Canadian Women Are Pushing Basketball Forward Despite the Inequity They Face

Canadian women's basketball is entering a golden age despite facing a lack of investment. Meet the next generation of women ballers growing the game at home.

Canadian women play basketball at GLOBL JAM

Image via Jojo Yanjiao Qian

Canadian women play basketball at GLOBL JAM

The Canadian women’s senior national basketball team is ranked No. 4 in the world, yet they haven’t medaled at an international competition since 1986 and have never medaled at the Olympics

There has been a ton of buzz about Canadian women reaching the highest levels of the sport in recent years—highlighted by Hamilton’s Kia Nurse starting at the WNBA All-Star game in 2019—yet only three Canadian women currently play in the WNBA, fewer than each of the United States, Australia, and the same amount as Hungary. 

Mississauga native Laeticia Amihere just led her South Carolina Gamecocks to a national championship in the 2022 March Madness tournament—which had a record 20 Canadian women participating—and is projected to be selected in the 2023 WNBA draft. But ask the average Canadian basketball fan about Amihere, and odds are they’ve never heard of her.

If all of that sounds contradictory, it only goes to show the push and pull that Canadian women have been dealing with over the last few years as they try to propel the game of basketball forward, with every two steps forward being preceded by one step back.

Still, there has been slow and steady progress towards women’s basketball entering a golden age in this country despite the inequity these women face—and the businesspeople and government stakeholders refusing to invest in the sport. This is the story of those Canadian women and the next generation of girls who are building off of the foundation that has been set for them to take Canadian basketball to new, previously unthinkable heights. 

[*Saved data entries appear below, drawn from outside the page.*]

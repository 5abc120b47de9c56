//! Integration tests for call-provider.
//!
//! The HTTP tests run against a local mock server and need no credentials.
//!
//! Run the live test (places a real call):
//!   TWILIO_ACCOUNT_SID=... TWILIO_AUTH_TOKEN=... TEST_TO=... TEST_FROM=... \
//!   cargo test --test integration_tests -- --ignored

use call_provider::{
    AnsweredBy, CallProvider, CallRequest, CallStatus, ProviderConfig, ProviderError, TwilioClient,
};
use serde_json::json;
use wiremock::matchers::{basic_auth, body_string_contains, method, path};
use wiremock::{Mock, MockServer, ResponseTemplate};

const ACCOUNT: &str = "AC0123";
const TOKEN: &str = "token-xyz";

async fn client_for(server: &MockServer) -> TwilioClient {
    let config = ProviderConfig::new(ACCOUNT, TOKEN).with_api_base(server.uri());
    TwilioClient::new(config).unwrap()
}

// ============================================================================
// Config tests
// ============================================================================

mod config_tests {
    use super::*;

    #[test]
    fn test_default_api_base() {
        let config = ProviderConfig::new(ACCOUNT, TOKEN);
        assert_eq!(config.api_base, "https://api.twilio.com");
    }

    #[test]
    fn test_urls() {
        let config = ProviderConfig::new(ACCOUNT, TOKEN);
        assert_eq!(
            config.calls_url(),
            "https://api.twilio.com/2010-04-01/Accounts/AC0123/Calls.json"
        );
        assert_eq!(
            config.call_url("CA42"),
            "https://api.twilio.com/2010-04-01/Accounts/AC0123/Calls/CA42.json"
        );
    }

    #[test]
    fn test_client_rejects_empty_credentials() {
        let result = TwilioClient::new(ProviderConfig::new("", TOKEN));
        assert!(matches!(result, Err(ProviderError::Config(_))));
    }
}

// ============================================================================
// HTTP tests (local mock server)
// ============================================================================

mod http_tests {
    use super::*;

    #[tokio::test]
    async fn test_place_call_posts_form() {
        let server = MockServer::start().await;
        Mock::given(method("POST"))
            .and(path("/2010-04-01/Accounts/AC0123/Calls.json"))
            .and(basic_auth(ACCOUNT, TOKEN))
            .and(body_string_contains("To=%2B15551234567"))
            .and(body_string_contains("From=%2B15557654321"))
            .and(body_string_contains("Method=POST"))
            .respond_with(
                ResponseTemplate::new(201).set_body_json(json!({
                    "sid": "CA100",
                    "status": "queued",
                    "to": "+15551234567"
                })),
            )
            .expect(1)
            .mount(&server)
            .await;

        let client = client_for(&server).await;
        let placed = client
            .place_call(CallRequest::new(
                "+15551234567",
                "+15557654321",
                "https://example.test/temperature-alert",
            ))
            .await
            .unwrap();

        assert_eq!(placed.sid, "CA100");
        assert_eq!(placed.status, CallStatus::Queued);
    }

    #[tokio::test]
    async fn test_place_call_api_error() {
        let server = MockServer::start().await;
        Mock::given(method("POST"))
            .respond_with(ResponseTemplate::new(400).set_body_json(json!({
                "code": 21211,
                "message": "The 'To' number is not a valid phone number.",
                "status": 400
            })))
            .mount(&server)
            .await;

        let client = client_for(&server).await;
        let err = client
            .place_call(CallRequest::new("bogus", "+15557654321", "https://example.test/voice"))
            .await
            .unwrap_err();

        match err {
            ProviderError::Api { status, code, message } => {
                assert_eq!(status, 400);
                assert_eq!(code, 21211);
                assert!(message.contains("not a valid phone number"));
            }
            e => panic!("Unexpected error type: {:?}", e),
        }
    }

    #[tokio::test]
    async fn test_api_error_with_plain_body() {
        let server = MockServer::start().await;
        Mock::given(method("POST"))
            .respond_with(ResponseTemplate::new(502).set_body_string("bad gateway"))
            .mount(&server)
            .await;

        let client = client_for(&server).await;
        let err = client
            .place_call(CallRequest::new("+1", "+2", "https://example.test/voice"))
            .await
            .unwrap_err();

        match err {
            ProviderError::Api { status, message, .. } => {
                assert_eq!(status, 502);
                assert_eq!(message, "bad gateway");
            }
            e => panic!("Unexpected error type: {:?}", e),
        }
    }

    #[tokio::test]
    async fn test_fetch_status_completed() {
        let server = MockServer::start().await;
        Mock::given(method("GET"))
            .and(path("/2010-04-01/Accounts/AC0123/Calls/CA200.json"))
            .and(basic_auth(ACCOUNT, TOKEN))
            .respond_with(ResponseTemplate::new(200).set_body_json(json!({
                "sid": "CA200",
                "status": "completed",
                "duration": "27",
                "answered_by": "machine_end_beep"
            })))
            .mount(&server)
            .await;

        let client = client_for(&server).await;
        let snapshot = client.fetch_status("CA200").await.unwrap();

        assert_eq!(snapshot.sid, "CA200");
        assert_eq!(snapshot.status, CallStatus::Completed);
        assert_eq!(snapshot.duration_secs, Some(27));
        assert_eq!(snapshot.answered_by, Some(AnsweredBy::Machine));
    }

    #[tokio::test]
    async fn test_fetch_status_in_progress() {
        let server = MockServer::start().await;
        Mock::given(method("GET"))
            .respond_with(ResponseTemplate::new(200).set_body_json(json!({
                "sid": "CA201",
                "status": "in-progress",
                "duration": null,
                "answered_by": null
            })))
            .mount(&server)
            .await;

        let client = client_for(&server).await;
        let snapshot = client.fetch_status("CA201").await.unwrap();

        assert_eq!(snapshot.status, CallStatus::InProgress);
        assert!(snapshot.duration_secs.is_none());
        assert!(snapshot.answered_by.is_none());
    }

    #[tokio::test]
    async fn test_fetch_status_unknown_call() {
        let server = MockServer::start().await;
        Mock::given(method("GET"))
            .respond_with(ResponseTemplate::new(404).set_body_json(json!({
                "code": 20404,
                "message": "The requested resource was not found",
                "status": 404
            })))
            .mount(&server)
            .await;

        let client = client_for(&server).await;
        let err = client.fetch_status("CA404").await.unwrap_err();
        assert!(matches!(err, ProviderError::UnknownCall(sid) if sid == "CA404"));
    }

    #[tokio::test]
    async fn test_fetch_status_malformed_body() {
        let server = MockServer::start().await;
        Mock::given(method("GET"))
            .respond_with(ResponseTemplate::new(200).set_body_string("{\"sid\": \"CA9\""))
            .mount(&server)
            .await;

        let client = client_for(&server).await;
        match client.fetch_status("CA9").await.unwrap_err() {
            ProviderError::Json(_) => {} // Expected
            e => panic!("Unexpected error type: {:?}", e),
        }
    }

    #[tokio::test]
    async fn test_connection_failure() {
        let config = ProviderConfig::new(ACCOUNT, TOKEN).with_api_base("http://127.0.0.1:59999");
        let client = TwilioClient::new(config).unwrap();
        let result = client.fetch_status("CA1").await;
        match result.unwrap_err() {
            ProviderError::Http(_) => {} // Expected
            e => panic!("Unexpected error type: {:?}", e),
        }
    }
}

// ============================================================================
// Live tests (require credentials)
// ============================================================================

mod live_tests {
    use super::*;
    use std::env;

    /// Places a real call and fetches its status once.
    #[tokio::test]
    #[ignore = "requires Twilio credentials and TEST_TO/TEST_FROM"]
    async fn test_place_and_fetch_live() {
        let _ = dotenvy::dotenv();
        let sid = env::var("TWILIO_ACCOUNT_SID").expect("TWILIO_ACCOUNT_SID not set");
        let token = env::var("TWILIO_AUTH_TOKEN").expect("TWILIO_AUTH_TOKEN not set");
        let to = env::var("TEST_TO").expect("TEST_TO not set");
        let from = env::var("TEST_FROM").expect("TEST_FROM not set");

        let client = TwilioClient::new(ProviderConfig::new(sid, token)).unwrap();
        let placed = client
            .place_call(CallRequest::new(to, from, "http://demo.twilio.com/docs/voice.xml"))
            .await
            .unwrap();

        let snapshot = client.fetch_status(&placed.sid).await.unwrap();
        println!("Call {} is {}", snapshot.sid, snapshot.status);
    }
}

From WNBA players like Natalie Achonwa and Bridget Carleton; to the next generation of stars like Shy Day-Wilson, Laeticia Amihere, Yvonne Ejim, and Aaliyah Edwards; to the grassroots organizers and coaches promoting and developing athletes like Victor Lapena, Carly Clarke, Lee Anna Osei, and more, we talked to those who are most invested in growing women’s basketball in Canada in order to find out how we got here, what’s holding our women back, and where we can go from here.

The State of Play 

Canada's Aaliyah Edwards plays against France

While the ascent of women’s basketball hasn’t been quite as straightforward as it has been for the men in Canada, make no doubt about it: this is the golden age of women’s hoops in this country. That No. 4 ranking is the highest the national team has ever reached, and it has taken years of hard work and commitment from the best players to get here. The three Canadians in the WNBA are joined by hundreds of Canadian women who have made a living playing professional basketball overseas such as Stephany Skrba, Tamara Tatham, Kayla Alexander, and Nayo Raincock-Ekunwe, paving the way for the next generation to do the same. And the roots of Canada’s own pro league have been planted by HoopQueens, Canada’s first paid summer league for women. Plus, the Canadian girls rank No. 8 in the world at the youth levels and there are a record number of Canadian women playing at the top Division 1 NCAA schools, with three college athletes in Amihere, Edwards, and Shaina Pellington already playing for the senior national team and many more are on their way. 

“Even just one of us playing in the WNBA should give the next generation of Canadians hope that they could be me or they could be Bridget Carleton or Kia Nurse and keeping that mentality is what’s gonna get you there.”

The current pipeline of Canadian talent is deep, and there are few reasons for that. The first is representation, because in order to put your mind to doing something as difficult and all-encompassing as playing professional basketball, you have to believe. And for a while, Canadians didn’t have role models that they could look to and see themselves in. But the growth of the WNBA and Canada Basketball has enabled Canadians to witness their compatriots succeeding at the highest levels. 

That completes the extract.